Muertos en vida, por Teodoro Petkoff
Los atroces asesinatos de casi una docena de mendigos en las calles de Caracas, más allá de sus connotaciones propiamente policíacas, denotan la gravedad de la crisis social que conoce el país y que se hace espeluznantemente visible en la capital de la República. Al igual que las muertes de presuntos o verdaderos delincuentes en las cárceles o en los muy poco creíbles «enfrentamientos» con los cuerpos de orden público, las de los mendigos no tienen dolientes y no producen mayores sobresaltos en la sociedad. Pero tanto las unas como las otras no son sino la punta de un iceberg. Son alaridos, que nadie parece escuchar, provenientes de una sociedad descompuesta por la miseria material y espiritual de densos sectores de ella y que cada día se hace más perceptible ante nuestros ojos.
No es posible dejar de ver a las decenas y decenas de niños y niñas malabaristas que han tomado esquinas y semáforos en avenidas y autopistas, ni a los centenares de indigentes, de recogelatas, de niños huelepega, de madres warao que mendigan con sus bebés en el cuadril. No constituyen, ni de lejos, desde luego, la mayoría de la población humilde, pero su omnipresencia, el incremento geométrico de su número, sólo se pueden explicar por la acelerada desintegración de la vida social en esas capas de la población que las encuestas denominan asépticamente como «sector E» que no es otro que aquel donde campea la miseria más atroz y desesperanzada.
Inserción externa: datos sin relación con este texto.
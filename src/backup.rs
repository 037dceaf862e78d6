//! Timestamped backups of the target file

use std::fs;
use std::path::{Path, PathBuf};

use chrono::{DateTime, TimeZone};

use crate::error::{Result, SyncError};

/// Sibling backup path: `<file>.backup.<YYYYmmdd_HHMMSS>`
pub fn backup_path<Tz: TimeZone>(path: &Path, now: &DateTime<Tz>) -> PathBuf
where
    Tz::Offset: std::fmt::Display,
{
    let mut name = path.as_os_str().to_os_string();
    name.push(format!(".backup.{}", now.format("%Y%m%d_%H%M%S")));
    PathBuf::from(name)
}

/// Copy `path` byte for byte to its timestamped backup path
pub fn create_backup<Tz: TimeZone>(path: &Path, now: &DateTime<Tz>) -> Result<PathBuf>
where
    Tz::Offset: std::fmt::Display,
{
    let backup = backup_path(path, now);
    fs::copy(path, &backup)?;
    tracing::info!("Backup created at {}", backup.display());
    Ok(backup)
}

/// Copy a backup back over the target
pub fn restore_backup(backup: &Path, path: &Path) -> Result<()> {
    fs::copy(backup, path).map_err(|e| SyncError::RestoreFailed {
        backup: backup.to_path_buf(),
        message: e.to_string(),
    })?;
    tracing::info!("Restored {} from {}", path.display(), backup.display());
    Ok(())
}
El gobierno presenta las «misiones» como parte de su respuesta al problema. Por supuesto que programas de este género, para atender la emergencia social, son necesarios, pero siempre que se tenga conciencia de que ellos atacan los efectos y no las causas de la pobreza. Incluso aquellos programas educacionales –Robinson, Ribas, Sucre, Vuelvan Caras– (sin entrar a considerar su verdadera eficiencia o la corrupción que los infecta) que ciertamente van más allá del mero asistencialismo, llegarán, sin embargo, a un cuello de botella cuando sus beneficiarios tropiecen con la realidad de una economía que no crea los puestos de trabajo necesarios. La educación, sin duda, es un instrumento de inclusión social y de lucha contra la marginalidad –y, en este sentido, las ‘misiones’ son conceptualmente correctas– pero se hace insuficiente si no está acompañada de la palanca decisiva en la lucha contra la exclusión, que es el empleo. Un gobierno que carece de un proyecto económico coherente y bien articulado y que se contenta con administrar la vida vegetativa de la economía, no puede darle sostenibilidad y proyección a sus programas sociales. Si la economía no crea empleos y si los programas sociales de emergencia no forman parte orgánica de las políticas públicas de desarrollo económico, terminan haciéndose incosteables. Ni siquiera la fantástica bonanza petrolera de que se ha beneficiado el gobierno en los últimos cuatro años podría financiarlos y su destino es el de una nueva frustración.
Este es el gran desafío que confrontamos como país, quienquiera que lo gobierne. O se aborda a fondo y prioritariamente la cuestión de la pobreza o el país vivirá en permanente inestabilidad y el inhumano espectáculo de la miseria de hoy sería una fuente permanente de desolación.